Unfortunately, everything is even worse with the rest, reduced to mere puppets that adjust to the needs of the story at that time, also working very poorly on everything related to those who will end up showing another face. Everything can be seen coming to the leaguebut it is also that the first time we think that this or that is going to end up happening, we hope that it will not be so because of how lazy, absurd or unattractive the idea is to us.
nothing ever works
Not even the scenarios are especially stimulating, because from the outset the island does have a certain showy component that invites us to think that things could go further there. This is not the case, soon everything is reduced to the same locations -again, going around the same thing over and over again-, and attempts to give it more depth through the small revelations about that ecological dystopia that is Eden they don’t help the cause too much either.
All of this leads to ‘Welcome to Eden’ being a series that feels empty. Not long ago it was said of some films that I wish they had been series to take full advantage of the story they told. Just the opposite is the case here, as a much more direct approach would have been appreciated., but it is that even in its denouement the line of continuing to stretch the gum is chosen. Another thing is that we get to see how the story continues, because that will depend on its success.
Otherwise, the actors are not what stand out for better or for worse, but they are so limited by the material they play with that some end up being infected by the monotony that a series of these features cannot afford. It’s okay that there comes a point where the level of violence increases and that adds a certain amount of uncertainty, but by then you don’t really care whether the good guys or the bad guys win… or simply which side each one is on.
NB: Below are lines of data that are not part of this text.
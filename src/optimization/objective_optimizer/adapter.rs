//! Adapter that exposes a user `Objective` as an `argmin` problem.
//!
//! The objective is minimized as is: the cost is `c(θ)` and an analytic
//! gradient is passed through after validation. Without an analytic
//! gradient the cost closure is finite-differenced.
use std::cell::RefCell;

use crate::optimization::{
    errors::OptError,
    objective_optimizer::{
        traits::Objective,
        types::{Cost, Grad, Theta},
        validation::validate_grad,
    },
};
use argmin::core::{CostFunction, Error, Gradient};
use finitediff::FiniteDiff;

/// Bridges a user `Objective` to `argmin`'s `CostFunction` and `Gradient`.
#[derive(Debug, Clone)]
pub struct ArgMinAdapter<'a, F: Objective> {
    pub f: &'a F,
    pub data: &'a F::Data,
}

impl<'a, F: Objective> CostFunction for ArgMinAdapter<'a, F> {
    type Param = Theta;
    type Output = Cost;

    /// Evaluate `c(θ)`, rejecting non-finite values with `NonFiniteCost`.
    fn cost(&self, theta: &Self::Param) -> Result<Self::Output, Error> {
        let output = self.f.value(theta, self.data)?;
        if !output.is_finite() {
            return Err((OptError::NonFiniteCost { value: output }).into());
        }
        Ok(output)
    }
}

impl<'a, F: Objective> Gradient for ArgMinAdapter<'a, F> {
    type Param = Theta;
    type Gradient = Grad;

    /// Evaluate `∇c(θ)`.
    ///
    /// Behavior:
    /// - If the user implements `grad(θ, data)`, it is validated and returned.
    /// - Otherwise a finite-difference gradient of the cost is computed:
    ///   central differences first, then forward differences if any cost
    ///   evaluation failed or the central result does not validate.
    ///
    /// The FD closure must return `f64`, so the first evaluation error is
    /// parked in `closure_err` and the closure returns `NaN`.
    ///
    /// # Errors
    /// - Propagates user errors from `grad` (other than `GradientNotImplemented`).
    /// - Propagates any error raised by cost evaluations performed during FD.
    /// - Returns validation errors for wrong dimension or non-finite entries.
    fn gradient(&self, theta: &Self::Param) -> Result<Self::Gradient, Error> {
        let dim = theta.len();
        match self.f.grad(theta, self.data) {
            Ok(g) => {
                validate_grad(&g, dim)?;
                Ok(g)
            }
            Err(OptError::GradientNotImplemented) => {
                let closure_err: RefCell<Option<Error>> = RefCell::new(None);
                let cost_func = |theta: &Theta| -> f64 {
                    match self.cost(theta) {
                        Ok(val) => val,
                        Err(e) => {
                            let mut slot = closure_err.borrow_mut();
                            if slot.is_none() {
                                *slot = Some(e);
                            }
                            f64::NAN
                        }
                    }
                };
                let fd_grad = theta.central_diff(&cost_func);
                if closure_err.borrow().is_some() {
                    return run_fd_diff(theta, &cost_func, &closure_err);
                }
                match validate_grad(&fd_grad, dim) {
                    Ok(()) => Ok(fd_grad),
                    Err(_) => run_fd_diff(theta, &cost_func, &closure_err),
                }
            }
            Err(e) => Err(e.into()),
        }
    }
}

impl<'a, F: Objective> ArgMinAdapter<'a, F> {
    /// Construct a new adapter over a user `Objective` and its data.
    pub fn new(f: &'a F, data: &'a F::Data) -> Self {
        Self { f, data }
    }
}

/// Forward-difference gradient of `func` at `theta`, with error capture.
///
/// # Errors
/// Returns any error captured during evaluation of `func` or by validation
/// of the resulting gradient.
fn run_fd_diff<G: Fn(&Theta) -> f64>(
    theta: &Theta, func: &G, closure_err: &RefCell<Option<Error>>,
) -> Result<Grad, Error> {
    closure_err.replace(None);
    let fd_grad = theta.forward_diff(func);
    if let Some(err) = closure_err.take() {
        return Err(err);
    }
    validate_grad(&fd_grad, theta.len())?;
    Ok(fd_grad)
}
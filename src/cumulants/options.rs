//! Configuration for the cumulant session.
//!
//! Purpose
//! -------
//! Collect the knobs that change *how* the integrated cumulants are computed
//! without changing the input data: the bandwidth `h_max`, the execution
//! strategy, and two compatibility flags that select between the reference
//! estimator formulas and their corrected forms.
//!
//! Key behaviors
//! -------------
//! - [`CumulantOptions::new`] validates `h_max` (finite, `> 0`).
//! - [`ExecutionStrategy`] parses the legacy `"classic"` / `"parallel"` names.
//! - [`TrendConvention`] and [`ThirdCumulantFormula`] default to the
//!   reference behavior so that outputs match previously published numbers;
//!   [`CumulantOptions::consistent`] switches both to the corrected forms.
//!
//! Conventions
//! -----------
//! - The strategy stored here is only the session default; every engine
//!   operation also has a `*_with` form taking the strategy explicitly.
use std::str::FromStr;

use crate::cumulants::errors::{CumulantError, CumulantResult};

/// Default bandwidth used by the reference datasets.
pub const DEFAULT_H_MAX: f64 = 40.0;

/// How per-pair statistics are evaluated inside one stage.
///
/// Variants:
/// - `Sequential`: nested loop over `(i, j)` on the calling thread.
/// - `Parallel`: the `d²` index space is mapped on the rayon pool and
///   gathered before the stage returns.
///
/// Both variants produce bit-identical arrays.
#[derive(Debug, Clone, Copy, PartialEq, Eq, Default)]
pub enum ExecutionStrategy {
    Sequential,
    #[default]
    Parallel,
}

impl FromStr for ExecutionStrategy {
    type Err = CumulantError;

    /// Accepts `"sequential"`, `"classic"` and `"parallel"` (case-insensitive).
    fn from_str(s: &str) -> Result<Self, Self::Err> {
        match s.to_lowercase().as_str() {
            "sequential" | "classic" => Ok(ExecutionStrategy::Sequential),
            "parallel" => Ok(ExecutionStrategy::Parallel),
            _ => Err(CumulantError::UnknownStrategy { name: s.to_string() }),
        }
    }
}

/// Centering trend applied to the first count in the third-moment kernel.
///
/// - `Reference`: `trend_i = L_j·(b − a)`, as the published estimator does.
///   Only off-diagonal entries of `E_c[.., .., 0]` are affected, and only when
///   `L_i ≠ L_j`.
/// - `Corrected`: `trend_i = L_i·(b − a)`.
#[derive(Debug, Clone, Copy, PartialEq, Eq, Default)]
pub enum TrendConvention {
    #[default]
    Reference,
    Corrected,
}

/// Assembly formula for the empirical third cumulant `K_c`.
///
/// With `M = h·C − 2J`:
/// - `Reference`: `(2·E0 − L_j·M_ij + E1 − L_i·M_jj) / 3`.
/// - `Balanced`: `(2·(E0 − L_j·M_ij) + E1 − L_i·M_jj) / 3`, which subtracts the
///   pair correction once per third-moment term and is unbiased for Poisson
///   input.
#[derive(Debug, Clone, Copy, PartialEq, Eq, Default)]
pub enum ThirdCumulantFormula {
    #[default]
    Reference,
    Balanced,
}

/// Validated session options.
///
/// Fields are private so that `h_max` can only be set through the
/// validating constructors.
#[derive(Debug, Clone, Copy, PartialEq)]
pub struct CumulantOptions {
    h_max: f64,
    strategy: ExecutionStrategy,
    trend: TrendConvention,
    formula: ThirdCumulantFormula,
}

impl CumulantOptions {
    /// Construct options with reference formulas.
    ///
    /// # Errors
    /// [`CumulantError::InvalidBandwidth`] when `h_max` is not finite or `≤ 0`.
    pub fn new(h_max: f64, strategy: ExecutionStrategy) -> CumulantResult<Self> {
        verify_bandwidth(h_max)?;
        Ok(Self {
            h_max,
            strategy,
            trend: TrendConvention::Reference,
            formula: ThirdCumulantFormula::Reference,
        })
    }

    /// Options with the corrected trend and the balanced `K_c` formula.
    ///
    /// # Errors
    /// Same as [`CumulantOptions::new`].
    pub fn consistent(h_max: f64, strategy: ExecutionStrategy) -> CumulantResult<Self> {
        Ok(Self::new(h_max, strategy)?
            .with_trend(TrendConvention::Corrected)
            .with_formula(ThirdCumulantFormula::Balanced))
    }

    pub fn with_trend(mut self, trend: TrendConvention) -> Self {
        self.trend = trend;
        self
    }

    pub fn with_formula(mut self, formula: ThirdCumulantFormula) -> Self {
        self.formula = formula;
        self
    }

    pub fn h_max(&self) -> f64 {
        self.h_max
    }

    pub fn strategy(&self) -> ExecutionStrategy {
        self.strategy
    }

    pub fn trend(&self) -> TrendConvention {
        self.trend
    }

    pub fn formula(&self) -> ThirdCumulantFormula {
        self.formula
    }

    pub fn with_strategy(mut self, strategy: ExecutionStrategy) -> Self {
        self.strategy = strategy;
        self
    }
}

impl Default for CumulantOptions {
    fn default() -> Self {
        Self {
            h_max: DEFAULT_H_MAX,
            strategy: ExecutionStrategy::Parallel,
            trend: TrendConvention::Reference,
            formula: ThirdCumulantFormula::Reference,
        }
    }
}

/// Validate a bandwidth: finite and strictly positive.
///
/// # Errors
/// [`CumulantError::InvalidBandwidth`] with the offending value.
pub fn verify_bandwidth(h: f64) -> CumulantResult<()> {
    if !h.is_finite() {
        return Err(CumulantError::InvalidBandwidth {
            value: h,
            reason: "Bandwidth must be finite.",
        });
    }
    if h <= 0.0 {
        return Err(CumulantError::InvalidBandwidth {
            value: h,
            reason: "Bandwidth must be positive.",
        });
    }
    Ok(())
}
And in the end that ends up being his downfall, because something essential when moving forward with a series is that it entertains you. Everything else can fail, be ridiculous or not hold anywhere, but if it doesn’t even get you hooked there, you’re left with no reason to stay with it. And less now, that the television offer is so much that we simply do not give to see everything that is attractive to us a priori.
‘Welcome to Eden’ is not as bad as ‘Once upon a time… but not anymore’, but that one at least was disconcerting at all times due to the concatenation of incomprehensible decisions, while here they simply relied on the pull of the premise and they forgot to develop it in an interesting way. That having beautiful people in the cast is not enough.